Assigned task:
Write out the records again exactly. Nothing should be dropped.

Records provided:
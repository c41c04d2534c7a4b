//! Lockstep combination of several sequences
//!
//! [`zip`] through [`zip9`] combine sequences of different element types into
//! tuples. [`zip_all`] combines any number of sequences that share an element
//! type into vectors. Every zip ends as soon as its shortest source does.

use crate::cursors::{ZipCursors, Zipped};
use crate::error::{Result, SeqCombError};
use crate::sequence::Sequence;

/// A group of sequences that can start one cursor each
pub trait ZipSequences {
    type Cursors: ZipCursors;

    fn cursors(&self) -> Self::Cursors;
}

impl<S: Sequence> ZipSequences for Vec<S> {
    type Cursors = Vec<S::Cursor>;

    fn cursors(&self) -> Self::Cursors {
        self.iter().map(Sequence::cursor).collect()
    }
}

macro_rules! zip_sequences_tuple {
    ($($sequence:ident $var:ident),+) => {
        impl<$($sequence: Sequence),+> ZipSequences for ($($sequence,)+) {
            type Cursors = ($($sequence::Cursor,)+);

            fn cursors(&self) -> Self::Cursors {
                let ($($var,)+) = self;
                ($($var.cursor(),)+)
            }
        }
    };
}

zip_sequences_tuple!(A a, B b);
zip_sequences_tuple!(A a, B b, C c);
zip_sequences_tuple!(A a, B b, C c, D d);
zip_sequences_tuple!(A a, B b, C c, D d, E e);
zip_sequences_tuple!(A a, B b, C c, D d, E e, F f);
zip_sequences_tuple!(A a, B b, C c, D d, E e, F f, G g);
zip_sequences_tuple!(A a, B b, C c, D d, E e, F f, G g, H h);
zip_sequences_tuple!(A a, B b, C c, D d, E e, F f, G g, H h, I i);

/// Sequence combinator that yields one element from each source per step
#[derive(Debug, Clone)]
pub struct Zip<T> {
    sources: T,
}

impl<T: ZipSequences> Zip<T> {
    pub fn new(sources: T) -> Self {
        Zip { sources }
    }
}

impl<T: ZipSequences> Sequence for Zip<T> {
    type Item = <T::Cursors as ZipCursors>::Item;
    type Cursor = Zipped<T::Cursors>;

    fn cursor(&self) -> Self::Cursor {
        Zipped::new(self.sources.cursors())
    }
}

/// Pair up the elements of two sequences
pub fn zip<A: Sequence, B: Sequence>(a: A, b: B) -> Zip<(A, B)> {
    Zip::new((a, b))
}

macro_rules! zip_fn {
    ($(#[$doc:meta])* $name:ident, $($sequence:ident $var:ident),+) => {
        $(#[$doc])*
        pub fn $name<$($sequence: Sequence),+>($($var: $sequence),+) -> Zip<($($sequence,)+)> {
            Zip::new(($($var,)+))
        }
    };
}

zip_fn!(
    /// Combine three sequences into triples
    zip3, A a, B b, C c
);
zip_fn!(
    /// Combine four sequences into 4-tuples
    zip4, A a, B b, C c, D d
);
zip_fn!(zip5, A a, B b, C c, D d, E e);
zip_fn!(zip6, A a, B b, C c, D d, E e, F f);
zip_fn!(zip7, A a, B b, C c, D d, E e, F f, G g);
zip_fn!(zip8, A a, B b, C c, D d, E e, F f, G g, H h);
zip_fn!(zip9, A a, B b, C c, D d, E e, F f, G g, H h, I i);

/// Combine any number of same-typed sequences into vectors
///
/// Fails with `InvalidArgument` when given fewer than two sources.
pub fn zip_all<S: Sequence>(sources: Vec<S>) -> Result<Zip<Vec<S>>> {
    if sources.len() < 2 {
        return Err(SeqCombError::invalid_argument(format!(
            "Zip needs at least two sources, got {}.",
            sources.len()
        )));
    }
    Ok(Zip::new(sources))
}

/// Extension trait to add .zip() method support for sequences
pub trait ZipExt: Sequence + Sized {
    fn zip<B: Sequence>(self, other: B) -> Zip<(Self, B)> {
        zip(self, other)
    }
}

impl<S> ZipExt for S where S: Sequence {}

Exercise answer:
repository c41c04d2534c7a4b
//! Lockstep combination of several sequences
//!
//! [`zip`] through [`zip9`] combine sequences of different element types into
//! tuples. [`zip_all`] combines any number of sequences that share an element
//! type into vectors. Every zip ends as soon as its shortest source does.

use crate::cursors::{ZipCursors, Zipped};
use crate::error::{Result, SeqCombError};
use crate::sequence::Sequence;

/// A group of sequences that can start one cursor each
pub trait ZipSequences {
    type Cursors: ZipCursors;

    fn cursors(&self) -> Self::Cursors;
}

impl<S: Sequence> ZipSequences for Vec<S> {
    type Cursors = Vec<S::Cursor>;

    fn cursors(&self) -> Self::Cursors {
        self.iter().map(Sequence::cursor).collect()
    }
}

macro_rules! zip_sequences_tuple {
    ($($sequence:ident $var:ident),+) => {
        impl<$($sequence: Sequence),+> ZipSequences for ($($sequence,)+) {
            type Cursors = ($($sequence::Cursor,)+);

            fn cursors(&self) -> Self::Cursors {
                let ($($var,)+) = self;
                ($($var.cursor(),)+)
            }
        }
    };
}

zip_sequences_tuple!(A a, B b);
zip_sequences_tuple!(A a, B b, C c);
zip_sequences_tuple!(A a, B b, C c, D d);
zip_sequences_tuple!(A a, B b, C c, D d, E e);
zip_sequences_tuple!(A a, B b, C c, D d, E e, F f);
zip_sequences_tuple!(A a, B b, C c, D d, E e, F f, G g);
zip_sequences_tuple!(A a, B b, C c, D d, E e, F f, G g, H h);
zip_sequences_tuple!(A a, B b, C c, D d, E e, F f, G g, H h, I i);

/// Sequence combinator that yields one element from each source per step
#[derive(Debug, Clone)]
pub struct Zip<T> {
    sources: T,
}

impl<T: ZipSequences> Zip<T> {
    pub fn new(sources: T) -> Self {
        Zip { sources }
    }
}

impl<T: ZipSequences> Sequence for Zip<T> {
    type Item = <T::Cursors as ZipCursors>::Item;
    type Cursor = Zipped<T::Cursors>;

    fn cursor(&self) -> Self::Cursor {
        Zipped::new(self.sources.cursors())
    }
}

/// Pair up the elements of two sequences
pub fn zip<A: Sequence, B: Sequence>(a: A, b: B) -> Zip<(A, B)> {
    Zip::new((a, b))
}

macro_rules! zip_fn {
    ($(#[$doc:meta])* $name:ident, $($sequence:ident $var:ident),+) => {
        $(#[$doc])*
        pub fn $name<$($sequence: Sequence),+>($($var: $sequence),+) -> Zip<($($sequence,)+)> {
            Zip::new(($($var,)+))
        }
    };
}

zip_fn!(
    /// Combine three sequences into triples
    zip3, A a, B b, C c
);
zip_fn!(
    /// Combine four sequences into 4-tuples
    zip4, A a, B b, C c, D d
);
zip_fn!(zip5, A a, B b, C c, D d, E e);
zip_fn!(zip6, A a, B b, C c, D d, E e, F f);
zip_fn!(zip7, A a, B b, C c, D d, E e, F f, G g);
zip_fn!(zip8, A a, B b, C c, D d, E e, F f, G g, H h);
zip_fn!(zip9, A a, B b, C c, D d, E e, F f, G g, H h, I i);

/// Combine any number of same-typed sequences into vectors
///
/// Fails with `InvalidArgument` when given fewer than two sources.
pub fn zip_all<S: Sequence>(sources: Vec<S>) -> Result<Zip<Vec<S>>> {
    if sources.len() < 2 {
        return Err(SeqCombError::invalid_argument(format!(
            "Zip needs at least two sources, got {}.",
            sources.len()
        )));
    }
    Ok(Zip::new(sources))
}

/// Extension trait to add .zip() method support for sequences
pub trait ZipExt: Sequence + Sized {
    fn zip<B: Sequence>(self, other: B) -> Zip<(Self, B)> {
        zip(self, other)
    }
}

impl<S> ZipExt for S where S: Sequence {}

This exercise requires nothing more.